WHAT TO WORK ON =>
When you reach the line with "let info = retriever.retrieve_information(text, &category)?;" in the data below, begin printing lines exactly, and stop once the line with "let ranked = retriever.rank(text, filter)?;" has been printed.

(PROVIDED ENTRIES)

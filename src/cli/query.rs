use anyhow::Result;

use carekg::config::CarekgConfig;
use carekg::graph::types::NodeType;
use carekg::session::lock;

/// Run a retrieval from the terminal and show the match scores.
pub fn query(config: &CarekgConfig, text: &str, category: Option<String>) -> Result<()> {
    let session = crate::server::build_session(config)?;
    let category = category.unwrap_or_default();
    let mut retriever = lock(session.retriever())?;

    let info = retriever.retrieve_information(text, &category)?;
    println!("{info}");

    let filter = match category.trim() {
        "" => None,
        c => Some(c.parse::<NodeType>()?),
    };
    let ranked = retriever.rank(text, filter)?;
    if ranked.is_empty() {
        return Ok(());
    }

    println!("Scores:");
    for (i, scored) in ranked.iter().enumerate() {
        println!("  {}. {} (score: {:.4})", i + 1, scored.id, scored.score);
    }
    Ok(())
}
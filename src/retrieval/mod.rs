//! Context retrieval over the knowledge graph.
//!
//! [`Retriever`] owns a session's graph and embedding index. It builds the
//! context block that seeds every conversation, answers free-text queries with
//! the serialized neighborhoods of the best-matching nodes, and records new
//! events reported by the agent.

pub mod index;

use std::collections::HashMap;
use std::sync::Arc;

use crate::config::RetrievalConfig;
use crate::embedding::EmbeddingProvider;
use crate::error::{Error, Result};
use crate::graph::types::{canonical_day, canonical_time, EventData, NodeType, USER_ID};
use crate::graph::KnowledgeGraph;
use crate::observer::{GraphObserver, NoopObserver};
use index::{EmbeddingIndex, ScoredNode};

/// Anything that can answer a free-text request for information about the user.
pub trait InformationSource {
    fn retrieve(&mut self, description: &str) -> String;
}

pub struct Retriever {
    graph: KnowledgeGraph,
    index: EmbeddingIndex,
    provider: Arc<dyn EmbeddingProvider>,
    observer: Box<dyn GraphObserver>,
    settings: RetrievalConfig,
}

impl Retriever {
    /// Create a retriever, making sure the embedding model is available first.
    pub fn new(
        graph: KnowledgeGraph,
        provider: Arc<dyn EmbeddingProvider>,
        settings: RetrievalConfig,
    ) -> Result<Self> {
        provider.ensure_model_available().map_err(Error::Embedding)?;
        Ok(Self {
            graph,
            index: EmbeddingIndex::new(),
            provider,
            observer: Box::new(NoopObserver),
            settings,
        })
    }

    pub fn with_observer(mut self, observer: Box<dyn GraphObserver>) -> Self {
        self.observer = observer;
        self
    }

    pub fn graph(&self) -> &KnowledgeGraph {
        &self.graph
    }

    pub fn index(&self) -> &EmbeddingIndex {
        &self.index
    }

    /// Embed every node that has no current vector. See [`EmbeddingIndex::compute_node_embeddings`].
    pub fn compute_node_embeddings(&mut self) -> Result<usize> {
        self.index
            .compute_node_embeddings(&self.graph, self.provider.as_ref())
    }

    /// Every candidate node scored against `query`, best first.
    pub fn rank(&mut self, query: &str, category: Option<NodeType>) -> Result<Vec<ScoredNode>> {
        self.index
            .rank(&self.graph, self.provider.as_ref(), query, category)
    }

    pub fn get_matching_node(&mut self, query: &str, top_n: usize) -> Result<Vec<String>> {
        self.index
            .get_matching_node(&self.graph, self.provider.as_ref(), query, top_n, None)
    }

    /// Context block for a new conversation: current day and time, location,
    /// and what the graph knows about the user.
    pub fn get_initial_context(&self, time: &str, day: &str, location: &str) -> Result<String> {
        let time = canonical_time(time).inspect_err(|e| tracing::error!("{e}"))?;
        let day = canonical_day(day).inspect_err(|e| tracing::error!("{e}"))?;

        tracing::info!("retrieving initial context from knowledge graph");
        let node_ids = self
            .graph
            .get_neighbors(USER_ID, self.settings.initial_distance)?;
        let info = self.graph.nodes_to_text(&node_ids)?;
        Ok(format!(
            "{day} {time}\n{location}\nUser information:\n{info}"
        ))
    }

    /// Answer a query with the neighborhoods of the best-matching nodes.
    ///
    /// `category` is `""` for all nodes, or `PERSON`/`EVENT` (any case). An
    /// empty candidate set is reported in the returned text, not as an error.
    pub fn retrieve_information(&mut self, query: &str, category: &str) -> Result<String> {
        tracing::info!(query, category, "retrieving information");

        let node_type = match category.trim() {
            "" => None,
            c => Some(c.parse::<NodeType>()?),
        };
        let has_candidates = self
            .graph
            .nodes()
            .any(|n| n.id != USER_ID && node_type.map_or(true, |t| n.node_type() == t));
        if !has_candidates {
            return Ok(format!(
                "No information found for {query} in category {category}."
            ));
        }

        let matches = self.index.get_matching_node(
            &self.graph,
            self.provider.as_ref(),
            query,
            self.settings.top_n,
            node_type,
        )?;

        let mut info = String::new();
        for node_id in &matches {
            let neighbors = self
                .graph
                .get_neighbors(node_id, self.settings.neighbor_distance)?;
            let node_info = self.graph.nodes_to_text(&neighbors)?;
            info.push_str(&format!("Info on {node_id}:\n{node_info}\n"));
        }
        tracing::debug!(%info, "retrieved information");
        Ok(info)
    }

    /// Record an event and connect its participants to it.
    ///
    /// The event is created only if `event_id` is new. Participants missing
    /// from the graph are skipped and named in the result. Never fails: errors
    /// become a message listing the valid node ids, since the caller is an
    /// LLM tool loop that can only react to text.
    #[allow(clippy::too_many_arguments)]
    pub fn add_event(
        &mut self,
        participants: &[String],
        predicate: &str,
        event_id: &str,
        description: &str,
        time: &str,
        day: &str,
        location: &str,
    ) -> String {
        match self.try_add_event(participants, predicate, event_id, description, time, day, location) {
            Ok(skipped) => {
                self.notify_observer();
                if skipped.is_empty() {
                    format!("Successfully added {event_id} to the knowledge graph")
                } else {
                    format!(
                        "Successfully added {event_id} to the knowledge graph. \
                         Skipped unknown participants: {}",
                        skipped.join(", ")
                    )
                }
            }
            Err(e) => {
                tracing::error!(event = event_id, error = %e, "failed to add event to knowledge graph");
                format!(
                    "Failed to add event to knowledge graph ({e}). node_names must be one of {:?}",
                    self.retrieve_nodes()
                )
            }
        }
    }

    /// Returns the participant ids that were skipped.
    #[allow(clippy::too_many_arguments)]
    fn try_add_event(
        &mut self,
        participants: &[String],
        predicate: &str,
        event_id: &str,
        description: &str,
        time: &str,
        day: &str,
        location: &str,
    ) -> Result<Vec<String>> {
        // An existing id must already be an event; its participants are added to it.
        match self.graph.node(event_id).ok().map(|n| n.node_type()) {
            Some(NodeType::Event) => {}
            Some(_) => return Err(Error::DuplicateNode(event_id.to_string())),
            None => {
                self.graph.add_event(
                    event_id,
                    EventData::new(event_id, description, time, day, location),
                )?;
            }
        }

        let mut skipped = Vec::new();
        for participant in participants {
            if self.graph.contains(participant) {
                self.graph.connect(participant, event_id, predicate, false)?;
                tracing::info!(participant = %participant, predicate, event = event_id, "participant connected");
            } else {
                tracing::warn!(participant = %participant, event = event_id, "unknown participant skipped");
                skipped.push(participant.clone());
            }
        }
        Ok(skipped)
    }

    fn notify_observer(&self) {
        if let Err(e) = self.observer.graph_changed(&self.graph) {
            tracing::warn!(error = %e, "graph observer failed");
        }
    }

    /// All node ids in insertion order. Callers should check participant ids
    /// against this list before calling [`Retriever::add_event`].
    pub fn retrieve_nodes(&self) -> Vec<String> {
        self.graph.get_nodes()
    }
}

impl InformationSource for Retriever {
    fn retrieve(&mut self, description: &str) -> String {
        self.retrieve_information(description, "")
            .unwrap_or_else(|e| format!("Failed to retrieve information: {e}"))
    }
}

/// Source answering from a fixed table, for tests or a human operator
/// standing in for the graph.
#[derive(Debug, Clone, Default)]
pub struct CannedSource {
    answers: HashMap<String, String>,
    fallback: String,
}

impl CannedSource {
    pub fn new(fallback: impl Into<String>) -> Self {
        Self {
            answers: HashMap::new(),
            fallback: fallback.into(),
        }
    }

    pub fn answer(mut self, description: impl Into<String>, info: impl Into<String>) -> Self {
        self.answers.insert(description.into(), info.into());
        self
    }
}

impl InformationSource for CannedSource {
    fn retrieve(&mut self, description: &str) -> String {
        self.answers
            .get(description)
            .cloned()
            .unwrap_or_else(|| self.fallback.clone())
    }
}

(End PROVIDED ENTRIES)

RESULT =>
    let info = retriever.retrieve_information(text, &category)?;
    println!("{info}");

    let filter = match category.trim() {
        "" => None,
        c => Some(c.parse::<NodeType>()?),
    };
    let ranked = retriever.rank(text, filter)?;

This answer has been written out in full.